→ **Provided material**:

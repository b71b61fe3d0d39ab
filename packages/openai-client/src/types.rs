//! OpenAI API request and response types.

use serde::{Deserialize, Serialize};

// =============================================================================
// Chat Completion
// =============================================================================

/// Chat completion request.
#[derive(Debug, Clone, Serialize)]
pub struct ChatRequest {
    /// Model to use (e.g., "gpt-4o", "gpt-4o-mini")
    pub model: String,

    /// Conversation messages
    pub messages: Vec<Message>,

    /// Sampling temperature (0.0 to 2.0)
    #[serde(skip_serializing_if = "Option::is_none")]
    pub temperature: Option<f32>,

    /// Maximum tokens in completion (for older models)
    #[serde(skip_serializing_if = "Option::is_none")]
    pub max_tokens: Option<u32>,

    /// Maximum completion tokens (for o1, o3, gpt-5)
    #[serde(skip_serializing_if = "Option::is_none")]
    pub max_completion_tokens: Option<u32>,

    /// Output format constraint
    #[serde(skip_serializing_if = "Option::is_none")]
    pub response_format: Option<ResponseFormat>,
}

impl Default for ChatRequest {
    fn default() -> Self {
        Self {
            model: "gpt-4o-mini".to_string(),
            messages: Vec::new(),
            temperature: None,
            max_tokens: None,
            max_completion_tokens: None,
            response_format: None,
        }
    }
}

impl ChatRequest {
    /// Create a new chat request with the given model.
    pub fn new(model: impl Into<String>) -> Self {
        Self {
            model: model.into(),
            ..Default::default()
        }
    }

    /// Add a message to the conversation.
    pub fn message(mut self, message: Message) -> Self {
        self.messages.push(message);
        self
    }

    /// Replace the conversation.
    pub fn messages(mut self, messages: Vec<Message>) -> Self {
        self.messages = messages;
        self
    }

    /// Set temperature.
    pub fn temperature(mut self, temperature: f32) -> Self {
        self.temperature = Some(temperature);
        self
    }

    /// Set the completion token budget, picking the field the model understands.
    pub fn token_budget(mut self, tokens: u32) -> Self {
        if Self::uses_max_completion_tokens(&self.model) {
            self.max_completion_tokens = Some(tokens);
            self.max_tokens = None;
        } else {
            self.max_tokens = Some(tokens);
            self.max_completion_tokens = None;
        }
        self
    }

    /// Ask the model for a single JSON object.
    pub fn json_object(mut self) -> Self {
        self.response_format = Some(ResponseFormat::json_object());
        self
    }

    /// Check if a model requires max_completion_tokens instead of max_tokens.
    pub fn uses_max_completion_tokens(model: &str) -> bool {
        model.starts_with("o1")
            || model.starts_with("o3")
            || model.starts_with("gpt-5")
            || model.contains("-o1")
            || model.contains("-o3")
    }
}

/// Chat message.
#[derive(Debug, Clone, PartialEq, Eq, Serialize, Deserialize)]
pub struct Message {
    /// Role: "system", "user", "assistant"
    pub role: String,

    /// Message content
    pub content: String,
}

impl Message {
    /// Create a system message.
    pub fn system(content: impl Into<String>) -> Self {
        Self {
            role: "system".to_string(),
            content: content.into(),
        }
    }

    /// Create a user message.
    pub fn user(content: impl Into<String>) -> Self {
        Self {
            role: "user".to_string(),
            content: content.into(),
        }
    }

    /// Create an assistant message.
    pub fn assistant(content: impl Into<String>) -> Self {
        Self {
            role: "assistant".to_string(),
            content: content.into(),
        }
    }
}

/// `response_format` body field.
#[derive(Debug, Clone, Serialize)]
pub struct ResponseFormat {
    #[serde(rename = "type")]
    pub format_type: String,
}

impl ResponseFormat {
    /// JSON mode: the model must emit one JSON object.
    pub fn json_object() -> Self {
        Self {
            format_type: "json_object".to_string(),
        }
    }
}

/// Chat completion response.
#[derive(Debug, Clone)]
pub struct ChatResponse {
    /// Response content
    pub content: String,

    /// Model that served the request, as reported by the API
    pub model: Option<String>,

    /// Why generation stopped ("stop", "length", ...)
    pub finish_reason: Option<String>,

    /// Token usage statistics
    pub usage: Option<Usage>,
}

impl ChatResponse {
    /// Total tokens billed for this call (0 when the API omits usage).
    pub fn total_tokens(&self) -> u32 {
        self.usage.as_ref().map(|u| u.total_tokens).unwrap_or(0)
    }
}

/// Raw chat response from API (for internal parsing).
#[derive(Debug, Deserialize)]
pub(crate) struct ChatResponseRaw {
    pub model: Option<String>,
    pub choices: Vec<ChatChoice>,
    pub usage: Option<Usage>,
}

#[derive(Debug, Deserialize)]
pub(crate) struct ChatChoice {
    pub message: ChatMessageResponse,
    pub finish_reason: Option<String>,
}

#[derive(Debug, Deserialize)]
pub(crate) struct ChatMessageResponse {
    #[serde(default)]
    pub content: Option<String>,
}

/// Token usage statistics.
#[derive(Debug, Clone, Default, Serialize, Deserialize)]
pub struct Usage {
    /// Tokens in the prompt
    pub prompt_tokens: u32,

    /// Tokens in the completion
    pub completion_tokens: u32,

    /// Total tokens used
    pub total_tokens: u32,
}

/// Error body returned by the API on non-2xx responses.
#[derive(Debug, Deserialize)]
pub(crate) struct ApiErrorBody {
    pub error: ApiErrorDetail,
}

#[derive(Debug, Deserialize)]
pub(crate) struct ApiErrorDetail {
    pub message: String,
}
//! Web page summarizer
//!
//! Fetches a URL, pulls the readable article text out of the HTML and asks an
//! LLM for a validated structured summary: prose, key points, a category from
//! a fixed set and optional verbatim citations.
//!
//! # Usage
//!
//! ```rust,ignore
//! use web_summarizer::{Config, Pipeline, SummaryRequest, SummaryOptions};
//!
//! let config = Config::from_env()?;
//! let pipeline = Pipeline::from_config(&config)?;
//!
//! let request = SummaryRequest::new("https://example.com/post")
//!     .with_options(SummaryOptions::default().with_key_points(3));
//! let response = pipeline.run(request).await;
//! println!("{}", serde_json::to_string_pretty(&response)?);
//! ```
//!
//! Many URLs sharing a topic go through [`BatchCoordinator::aggregate`].
//!
//! # Modules
//!
//! - [`fetcher`] - URL validation and HTTP retrieval
//! - [`extractor`] - Readability-style content extraction
//! - [`summarizer`] - Prompting, the generator seam and output validation
//! - [`pipeline`] - Per-URL orchestration
//! - [`batch`] - Bounded concurrent aggregation
//! - [`testing`] - Mock fetcher and generator

pub mod batch;
pub mod config;
pub mod error;
pub mod extractor;
pub mod fetcher;
pub mod pipeline;
pub mod summarizer;
pub mod testing;
pub mod types;

pub use batch::BatchCoordinator;
pub use config::{Config, ExtractionConfig, FetchConfig, GeneratorConfig};
pub use error::{
    ConfigError, ErrorCode, ExtractionError, FetchError, PipelineError, SchemaViolation,
    SummarizationError,
};
pub use extractor::Extractor;
pub use fetcher::{Fetcher, HttpFetcher};
pub use pipeline::{Pipeline, Stage};
pub use summarizer::{Generator, Summarizer};
pub use types::{
    batch::{BatchJob, BatchResult, FailedSource, PlatformTag, SourceSummary},
    page::{ExtractionResult, FetchResult},
    request::{SummaryOptions, SummaryRequest},
    response::{ResponseMetadata, SummaryData, SummaryResponse},
    summary::{Category, StructuredSummary},
};

/// Summarize one URL with default options using configuration from the
/// environment.
pub async fn summarize_url(url: &str) -> Result<SummaryResponse, ConfigError> {
    let config = Config::from_env()?;
    let pipeline = Pipeline::from_config(&config)?;
    Ok(pipeline.summarize_url(url).await)
}
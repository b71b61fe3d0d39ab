//! Intermediate stage outputs: fetched bytes and extracted text.

/// Raw page as returned by a fetcher. Consumed by the extractor, then dropped.
#[derive(Debug, Clone)]
pub struct FetchResult {
    /// URL after redirects
    pub final_url: String,

    pub status_code: u16,

    /// Body decoded as text
    pub raw_body: String,

    /// Lowercased `Content-Type`, empty when absent
    pub content_type: String,
}

impl FetchResult {
    pub fn html(final_url: impl Into<String>, body: impl Into<String>) -> Self {
        Self {
            final_url: final_url.into(),
            status_code: 200,
            raw_body: body.into(),
            content_type: "text/html; charset=utf-8".to_string(),
        }
    }

    pub fn is_html(&self) -> bool {
        self.content_type.contains("text/html") || self.content_type.contains("application/xhtml")
    }

    pub fn body_bytes(&self) -> usize {
        self.raw_body.len()
    }
}

/// Readable text pulled out of a page.
#[derive(Debug, Clone, PartialEq, Eq)]
pub struct ExtractionResult {
    pub title: Option<String>,

    /// Paragraphs separated by a single blank line
    pub text: String,

    /// Character count of `text`
    pub length: usize,

    /// Whether `text` was cut to the configured maximum
    pub truncated: bool,
}
//! Prompts for the summarization call.

use crate::types::request::SummaryOptions;
use crate::types::summary::Category;

/// System prompt pinning the output format.
pub const SYSTEM_PROMPT: &str = "You are a precise summarization engine. \
You read web articles and answer with a single JSON object and nothing else. \
You never invent facts that are not present in the supplied text.";

/// Prompt for summarizing extracted page text.
pub const SUMMARIZE_PROMPT: &str = r#"Summarize the following web page.

Return a JSON object with exactly these fields:
{
    "summary": "at most {max_sentences} sentences of plain prose",
    "key_points": ["exactly {num_key_points} short, self-contained statements"],
    "category": "one of: {categories}"{citations_field}
}

Rules:
- Use only information present in the text.
- `key_points` must contain exactly {num_key_points} non-empty strings.
- `category` must be a single value from the list above, spelled exactly as shown.{citations_rule}
- Do not wrap the JSON in markdown code fences.

Title: {title}

Text:
{content}"#;

const CITATIONS_FIELD: &str = r#",
    "citations": ["verbatim quotes copied from the text"]"#;

const CITATIONS_RULE: &str = "
- Every entry in `citations` must be copied word for word from the text. Include 1-3 quotes.";

/// Follow-up sent after output that failed validation.
pub const CORRECTIVE_PROMPT: &str = r#"Your previous reply could not be used: {problem}.

Reply again with ONLY a JSON object of this exact shape and no other text:
{
    "summary": string (non-empty, at most {max_sentences} sentences),
    "key_points": array of exactly {num_key_points} non-empty strings,
    "category": one of {categories}{citations_field}
}"#;

const CORRECTIVE_CITATIONS_FIELD: &str = r#",
    "citations": array of strings quoted verbatim from the text"#;

fn category_list() -> String {
    Category::ALL
        .iter()
        .map(Category::as_str)
        .collect::<Vec<_>>()
        .join(", ")
}

/// Substitute `{placeholder}`s in one pass. Placeholders inside substituted
/// values are left as is.
fn fill(template: &str, values: &[(&str, &str)]) -> String {
    let mut out = String::with_capacity(template.len());
    let mut rest = template;

    while let Some(start) = rest.find('{') {
        out.push_str(&rest[..start]);
        let tail = &rest[start..];
        match values.iter().find(|(key, _)| tail.starts_with(key)) {
            Some((key, value)) => {
                out.push_str(value);
                rest = &tail[key.len()..];
            }
            None => {
                out.push('{');
                rest = &tail[1..];
            }
        }
    }

    out.push_str(rest);
    out
}

/// Format the summarization prompt.
pub fn format_summarize_prompt(content: &str, title: &str, options: &SummaryOptions) -> String {
    let (citations_field, citations_rule) = if options.include_citations {
        (CITATIONS_FIELD, CITATIONS_RULE)
    } else {
        ("", "")
    };

    let max_sentences = options.max_summary_sentences.to_string();
    let num_key_points = options.num_key_points.to_string();
    let categories = category_list();
    fill(
        SUMMARIZE_PROMPT,
        &[
            ("{max_sentences}", max_sentences.as_str()),
            ("{num_key_points}", num_key_points.as_str()),
            ("{categories}", categories.as_str()),
            ("{citations_field}", citations_field),
            ("{citations_rule}", citations_rule),
            ("{title}", title),
            ("{content}", content),
        ],
    )
}

/// Format the one-shot repair prompt.
pub fn format_corrective_prompt(problem: &str, options: &SummaryOptions) -> String {
    let citations_field = if options.include_citations {
        CORRECTIVE_CITATIONS_FIELD
    } else {
        ""
    };

    let max_sentences = options.max_summary_sentences.to_string();
    let num_key_points = options.num_key_points.to_string();
    let categories = category_list();
    fill(
        CORRECTIVE_PROMPT,
        &[
            ("{problem}", problem),
            ("{max_sentences}", max_sentences.as_str()),
            ("{num_key_points}", num_key_points.as_str()),
            ("{categories}", categories.as_str()),
            ("{citations_field}", citations_field),
        ],
    )
}

#[cfg(test)]
mod tests {
    use super::*;

    #[test]
    fn test_summarize_prompt_carries_options() {
        let options = SummaryOptions::default().with_key_points(3).with_max_sentences(2);
        let prompt = format_summarize_prompt("Body text here.", "A Title", &options);

        assert!(prompt.contains("exactly 3 non-empty strings"));
        assert!(prompt.contains("at most 2 sentences"));
        assert!(prompt.contains("Technology, Business, Science"));
        assert!(prompt.contains("Title: A Title"));
        assert!(prompt.ends_with("Body text here."));
        assert!(!prompt.contains("citations"));
        assert!(!prompt.contains("{num_key_points}"));
        assert!(!prompt.contains("{citations_rule}"));
    }

    #[test]
    fn test_citations_requested() {
        let options = SummaryOptions::default().with_citations(true);
        let prompt = format_summarize_prompt("text", "t", &options);
        assert!(prompt.contains("\"citations\""));
        assert!(prompt.contains("word for word"));

        let corrective = format_corrective_prompt("missing field `summary`", &options);
        assert!(corrective.contains("missing field `summary`"));
        assert!(corrective.contains("\"citations\""));
    }

    #[test]
    fn test_page_text_placeholders_are_not_expanded() {
        let options = SummaryOptions::default();
        let prompt =
            format_summarize_prompt("Body mentions {title} literally.", "{content}", &options);

        assert!(prompt.contains("Title: {content}\n"));
        assert!(prompt.ends_with("Body mentions {title} literally."));
        assert_eq!(prompt.matches("Body mentions").count(), 1);
        assert!(prompt.contains("\"summary\""));
    }
}
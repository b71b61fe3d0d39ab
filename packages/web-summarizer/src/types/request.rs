//! Inbound request types.

use serde::{Deserialize, Serialize};

pub const DEFAULT_MODEL: &str = "gpt-4o-mini";

/// Per-request knobs for the summarization stage.
#[derive(Debug, Clone, PartialEq, Eq, Serialize, Deserialize)]
#[serde(default)]
pub struct SummaryOptions {
    /// Upper bound communicated to the generator (soft-validated, never truncated).
    pub max_summary_sentences: u32,

    /// Requested number of key points.
    pub num_key_points: u32,

    /// Ask the generator for verbatim quotes from the text.
    pub include_citations: bool,

    /// Generator model identifier.
    pub model: String,

    /// Hard ceiling for the summarization call, retry included.
    pub timeout_seconds: u64,
}

impl Default for SummaryOptions {
    fn default() -> Self {
        Self {
            max_summary_sentences: 4,
            num_key_points: 5,
            include_citations: false,
            model: DEFAULT_MODEL.to_string(),
            timeout_seconds: 15,
        }
    }
}

impl SummaryOptions {
    pub fn new() -> Self {
        Self::default()
    }

    pub fn with_model(mut self, model: impl Into<String>) -> Self {
        self.model = model.into();
        self
    }

    pub fn with_key_points(mut self, count: u32) -> Self {
        self.num_key_points = count;
        self
    }

    pub fn with_max_sentences(mut self, count: u32) -> Self {
        self.max_summary_sentences = count;
        self
    }

    pub fn with_citations(mut self, include: bool) -> Self {
        self.include_citations = include;
        self
    }

    pub fn with_timeout_seconds(mut self, seconds: u64) -> Self {
        self.timeout_seconds = seconds;
        self
    }

    /// Check every field against its accepted range.
    pub fn validate(&self) -> Result<(), String> {
        if !(1..=10).contains(&self.max_summary_sentences) {
            return Err(format!(
                "max_summary_sentences must be between 1 and 10, got {}",
                self.max_summary_sentences
            ));
        }
        if !(1..=10).contains(&self.num_key_points) {
            return Err(format!(
                "num_key_points must be between 1 and 10, got {}",
                self.num_key_points
            ));
        }
        if !(1..=60).contains(&self.timeout_seconds) {
            return Err(format!(
                "timeout_seconds must be between 1 and 60, got {}",
                self.timeout_seconds
            ));
        }
        if self.model.trim().is_empty() {
            return Err("model must not be empty".to_string());
        }
        Ok(())
    }
}

/// A single URL to summarize.
#[derive(Debug, Clone, Serialize, Deserialize)]
pub struct SummaryRequest {
    pub url: String,

    #[serde(default)]
    pub options: SummaryOptions,
}

impl SummaryRequest {
    pub fn new(url: impl Into<String>) -> Self {
        Self {
            url: url.into(),
            options: SummaryOptions::default(),
        }
    }

    pub fn with_options(mut self, options: SummaryOptions) -> Self {
        self.options = options;
        self
    }
}
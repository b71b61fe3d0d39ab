pub mod batch;
pub mod page;
pub mod request;
pub mod response;
pub mod summary;
//! Flow schema validation.

use std::collections::HashSet;
use thiserror::Error;

use crate::schema::FlowDef;

#[derive(Debug, Clone, PartialEq, Eq, Error)]
pub enum ValidationError {
    #[error("step at position {position} has an empty id")]
    EmptyStepId { position: usize },

    #[error("duplicate step id '{id}'")]
    DuplicateStepId { id: String },
}

/// Check a flow definition before save and after load: every step needs an
/// id, and ids must be unique within the flow.
pub fn validate_flow(flow: &FlowDef) -> Result<(), ValidationError> {
    let mut seen: HashSet<&str> = HashSet::new();
    for (position, step) in flow.steps.iter().enumerate() {
        if step.id.is_empty() {
            return Err(ValidationError::EmptyStepId { position });
        }
        if !seen.insert(&step.id) {
            return Err(ValidationError::DuplicateStepId {
                id: step.id.clone(),
            });
        }
    }
    Ok(())
}
//! Graph-specific error types.

use sf_core::{EdgeId, NodeId};
use thiserror::Error;

/// Reasons a requested transition between two steps is refused.
///
/// The graph is left untouched in every case; the message text is what the
/// host surfaces as a warning.
#[derive(Debug, Clone, Copy, PartialEq, Eq, Error)]
pub enum ConnectError {
    #[error("an end step cannot be the source of a transition")]
    SourceIsTerminal,

    #[error("the source step already has an outgoing transition")]
    SourceAlreadyHasOutgoing,

    #[error("a begin step cannot be the target of a transition")]
    TargetIsInitial,

    #[error("the target step already has an incoming transition")]
    TargetAlreadyHasIncoming,

    #[error("the transition would close a loop in the flow")]
    WouldCreateCycle,
}

/// Errors from structural operations other than connect.
#[derive(Debug, Clone, Copy, PartialEq, Eq, Error)]
pub enum GraphError {
    #[error("unknown step {0}")]
    UnknownNode(NodeId),

    #[error("unknown transition {0}")]
    UnknownEdge(EdgeId),

    #[error("begin and end steps cannot be deleted")]
    CannotDeleteEndpoint,
}
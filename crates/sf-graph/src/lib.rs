//! sf-graph: workflow graph model for stepflow.
//!
//! Provides:
//! - Core graph data structures (Node, Edge, FlowGraph)
//! - Chain-shaped graph invariants: every step has at most one incoming and
//!   one outgoing transition, begin/end steps stay terminal, no cycles
//! - Validated connect/disconnect/remove/move operations
//!
//! # Example
//!
//! ```
//! use sf_graph::{FlowGraph, StepData, StepKind};
//!
//! let mut graph = FlowGraph::new();
//! let a = graph.add_node(StepKind::Normal, StepData::named("Review"));
//! let b = graph.add_node(StepKind::Normal, StepData::named("Approve"));
//! let edge = graph.connect(a, b).unwrap();
//!
//! assert!(edge.is_some());
//! assert_eq!(graph.node(a).unwrap().outgoing, edge);
//! ```

pub mod connect;
pub mod error;
pub mod graph;

// Re-exports for ergonomics
pub use error::{ConnectError, GraphError};
pub use sf_core::{EdgeId, NodeId};
pub use graph::{Edge, EdgeFrame, FlowGraph, LineStyle, Node, StepData, StepKind};
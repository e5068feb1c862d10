//! Rebuild a workflow graph from an ordered step list.

use sf_graph::{FlowGraph, LineStyle, StepData, StepKind};

use crate::schema::FlowDef;

/// Materialize a flow definition as a graph: a begin step, one Normal-class
/// step per record in list order, and an end step unless the final record is
/// flagged as disconnected from its successor.
///
/// Records flagged `disconnected_from_next` leave a gap in the chain instead
/// of a transition. `current_step` marks which step id, if any, should render
/// as the in-progress step when a dashed transition reaches it.
///
/// Nodes are created at the origin; run the auto-layout pass to place them.
pub fn import(flow: &FlowDef, current_step: Option<&str>) -> FlowGraph {
    let mut graph = FlowGraph::new();
    let begin = graph.add_node(StepKind::Begin, StepData::named("Begin"));

    let mut prev = begin;
    let mut disconnected = false;
    for def in &flow.steps {
        let mut dashed = false;
        if !disconnected {
            dashed = graph
                .node(prev)
                .is_some_and(|n| n.kind.is_step() && n.data.next_line_dashed);
        }
        let node = graph.add_node(StepKind::Normal, def.to_data());
        if !disconnected {
            let style = if dashed { LineStyle::Dashed } else { LineStyle::Solid };
            // Connect failures here mean a malformed list; the step still
            // lands in the graph, just without the transition.
            let _ = graph.connect_styled(prev, node, style, current_step);
        }
        prev = node;
        disconnected = def.disconnected_from_next;
    }

    if !disconnected {
        let dashed = graph
            .node(prev)
            .is_some_and(|n| n.kind.is_step() && n.data.next_line_dashed);
        let end = graph.add_node(StepKind::End, StepData::named("End"));
        // An empty flow still shows both endpoints, just without a line.
        if !flow.steps.is_empty() {
            let style = if dashed { LineStyle::Dashed } else { LineStyle::Solid };
            let _ = graph.connect_styled(prev, end, style, None);
        }
    }

    graph
}

#[cfg(test)]
mod tests {
    use super::*;
    use crate::schema::StepDef;

    fn step(id: &str) -> StepDef {
        StepDef {
            id: id.to_string(),
            name: id.to_string(),
            ..StepDef::default()
        }
    }

    #[test]
    fn empty_list_yields_unconnected_endpoints() {
        let flow = FlowDef {
            id: "f".into(),
            steps: Vec::new(),
        };
        let graph = import(&flow, None);
        assert_eq!(graph.count_of_kind(StepKind::Begin), 1);
        assert_eq!(graph.count_of_kind(StepKind::End), 1);
        let begin = graph.first_of_kind(StepKind::Begin).unwrap();
        assert!(graph.node(begin).unwrap().outgoing.is_none());
    }

    #[test]
    fn dashed_flag_styles_the_following_transition() {
        let mut a = step("a");
        a.next_line_dashed = true;
        let flow = FlowDef {
            id: "f".into(),
            steps: vec![a, step("b")],
        };
        let graph = import(&flow, None);
        let b = graph.nodes().find(|n| n.data.id == "b").unwrap();
        let edge = graph.edge(b.incoming.unwrap()).unwrap();
        assert_eq!(edge.style, LineStyle::Dashed);
        // Dashed arrivals render the target as not-yet-reached.
        assert_eq!(b.kind, StepKind::Gray);
    }

    #[test]
    fn current_step_marks_the_source_of_a_dashed_transition() {
        let mut a = step("a");
        a.next_line_dashed = true;
        let flow = FlowDef {
            id: "f".into(),
            steps: vec![a, step("b")],
        };
        let graph = import(&flow, Some("a"));
        let a = graph.nodes().find(|n| n.data.id == "a").unwrap();
        assert_eq!(a.kind, StepKind::Current);
    }

    #[test]
    fn dashed_flag_on_the_last_step_styles_the_final_transition() {
        let mut a = step("a");
        a.next_line_dashed = true;
        let flow = FlowDef {
            id: "f".into(),
            steps: vec![a],
        };
        let graph = import(&flow, None);
        let end = graph.first_of_kind(StepKind::End).unwrap();
        let end = graph.node(end).unwrap();
        let edge = graph.edge(end.incoming.unwrap()).unwrap();
        assert_eq!(edge.style, LineStyle::Dashed);
        // A dashed arrival never re-kinds the terminal end step.
        assert_eq!(end.kind, StepKind::End);
    }

    #[test]
    fn disconnected_last_step_suppresses_the_end_node() {
        let mut b = step("b");
        b.disconnected_from_next = true;
        let flow = FlowDef {
            id: "f".into(),
            steps: vec![step("a"), b],
        };
        let graph = import(&flow, None);
        assert_eq!(graph.count_of_kind(StepKind::End), 0);
    }
}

→ **Assigned task**: The required answer is the exact run of lines above starting at the line with "use crate::types::request::SummaryOptions;" and ending at the line with "pub const SUMMARIZE_PROMPT: &str", with both ends present.

→ **Output of the exercise**:
use crate::types::request::SummaryOptions;
use crate::types::summary::Category;

/// System prompt pinning the output format.
pub const SYSTEM_PROMPT: &str = "You are a precise summarization engine. \
You read web articles and answer with a single JSON object and nothing else. \
You never invent facts that are not present in the supplied text.";

/// Prompt for summarizing extracted page text.
pub const SUMMARIZE_PROMPT: &str = r#"Summarize the following web page.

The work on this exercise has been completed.